La moitié droite illustre la possibilité d’un nouveau cycle : les matériaux contaminés, la terre et le bois, sont remplacés par le marbre du puits et la chair de Marie : un cycle artificiel, ré-humanisé, se constitue à côté du cycle naturel indissociable de la souillure originelle.
La circulation de la Parole
Cliquer pour agrandirLes cycles de l’eau mettent en jeu deux mouvements successifs : une descente, depuis une origine commune (le ciel) vers un réceptacle (la terre, le puits). Ensuite une remontée, grâce à un moyen de transport (le tronc, le pot), vers une destination commune (les feuilles).

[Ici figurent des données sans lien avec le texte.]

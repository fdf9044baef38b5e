use std::io::Cursor;
use std::time::Duration;

use jasper::brain::Brain;
use jasper::conversation::Conversation;
use jasper::mic::{Mic, TextMic};
use jasper::opts::Opts;
use jasper::plugin::Plugin;
use jasper::plugins;

#[derive(Default)]
struct LogMic {
    said: Vec<String>,
}

impl Mic for LogMic {
    fn listen(&mut self) -> jasper::Result<Option<Vec<String>>> {
        Ok(None)
    }

    fn active_listen(&mut self, _timeout: Duration) -> jasper::Result<Vec<String>> {
        Ok(Vec::new())
    }

    fn say(&mut self, phrase: &str) -> jasper::Result<()> {
        self.said.push(phrase.to_owned());
        Ok(())
    }
}

struct ThreeLiner;

impl Plugin for ThreeLiner {
    fn name(&self) -> &str {
        "joke"
    }

    fn phrases(&self) -> Vec<String> {
        vec!["JOKE".to_owned()]
    }

    fn is_valid(&self, _text: &str) -> bool {
        true
    }

    fn handle(&self, _text: &str, mic: &mut dyn Mic) -> anyhow::Result<()> {
        mic.say("Knock knock.")?;
        mic.say("Lettuce.")?;
        mic.say("Lettuce in, it's cold out here.")?;
        Ok(())
    }
}

fn builtin_brain(opts: &Opts) -> anyhow::Result<Brain> {
    let mut brain = Brain::for_language(opts)?;
    for plugin in plugins::builtin(opts) {
        brain.add_plugin(plugin);
    }
    Ok(brain)
}

#[test]
fn joke_request_is_handled_with_three_lines() {
    let opts = Opts::default();
    let brain = Brain::new(Vec::new()).with_plugin(ThreeLiner);
    let mut convo = Conversation::new(LogMic::default(), brain, &opts);

    assert!(convo.handle_input(&["Tell me a joke."]));
    assert_eq!(convo.mic().said.len(), 3);
}

#[test]
fn batch_session_with_builtin_plugins() -> anyhow::Result<()> {
    let opts = Opts::default();
    let script = "\
# a short session
Tell me a joke.
who's there
lettuce who
what is the meaning of life

open the pod bay doors
";
    let mic = TextMic::batch(Cursor::new(script), Vec::new(), "JASPER");
    let mut convo = Conversation::new(mic, builtin_brain(&opts)?, &opts);

    convo.run()?;

    let transcript = String::from_utf8(convo.into_mic().into_writer())?;
    assert_eq!(
        transcript,
        "JASPER: Knock knock.\n\
         JASPER: Lettuce.\n\
         JASPER: Lettuce in, it's cold out here.\n\
         JASPER: It's forty two.\n\
         JASPER: I'm sorry, could you repeat that?\n"
    );
    Ok(())
}

#[test]
fn interactive_blank_line_gets_pardon() -> anyhow::Result<()> {
    let opts = Opts::default();
    let mic = TextMic::new(Cursor::new("\n"), Vec::new(), "JASPER");
    let mut convo = Conversation::new(mic, builtin_brain(&opts)?, &opts);

    convo.run()?;

    let transcript = String::from_utf8(convo.into_mic().into_writer())?;
    assert_eq!(transcript, "YOU: JASPER: Pardon?\nYOU: ");
    Ok(())
}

La phase « après l’Annonciation » que Burnes-Jones a illustrée, fonctionne elle-aussi selon un cycle similaire de descente et de remontée : la Parole de Dieu est tombée dans Marie et s’est incorporée à elle. Sa réponse, véhiculée par l’Ange, est en train de remonter vers Dieu.
Laurier, vase et puits
Ces équivalences symboliques éclairent les choix graphiques de Burne-Jones : si l’Ange semble se confondre avec le laurier, c’est parce qu’il joue, pour la Parole, le même rôle de véhicule que le tronc pour l’eau. Perché sur l’arbre, il ressemble également à l’autre véhicule de l’eau, le pot posé sur le margelle.
Et Marie, réceptacle de la Parole Divine, s’assimile par sa posture statique et les plis mouillés de sa robe, au puits qui se dresse à côté d’elle.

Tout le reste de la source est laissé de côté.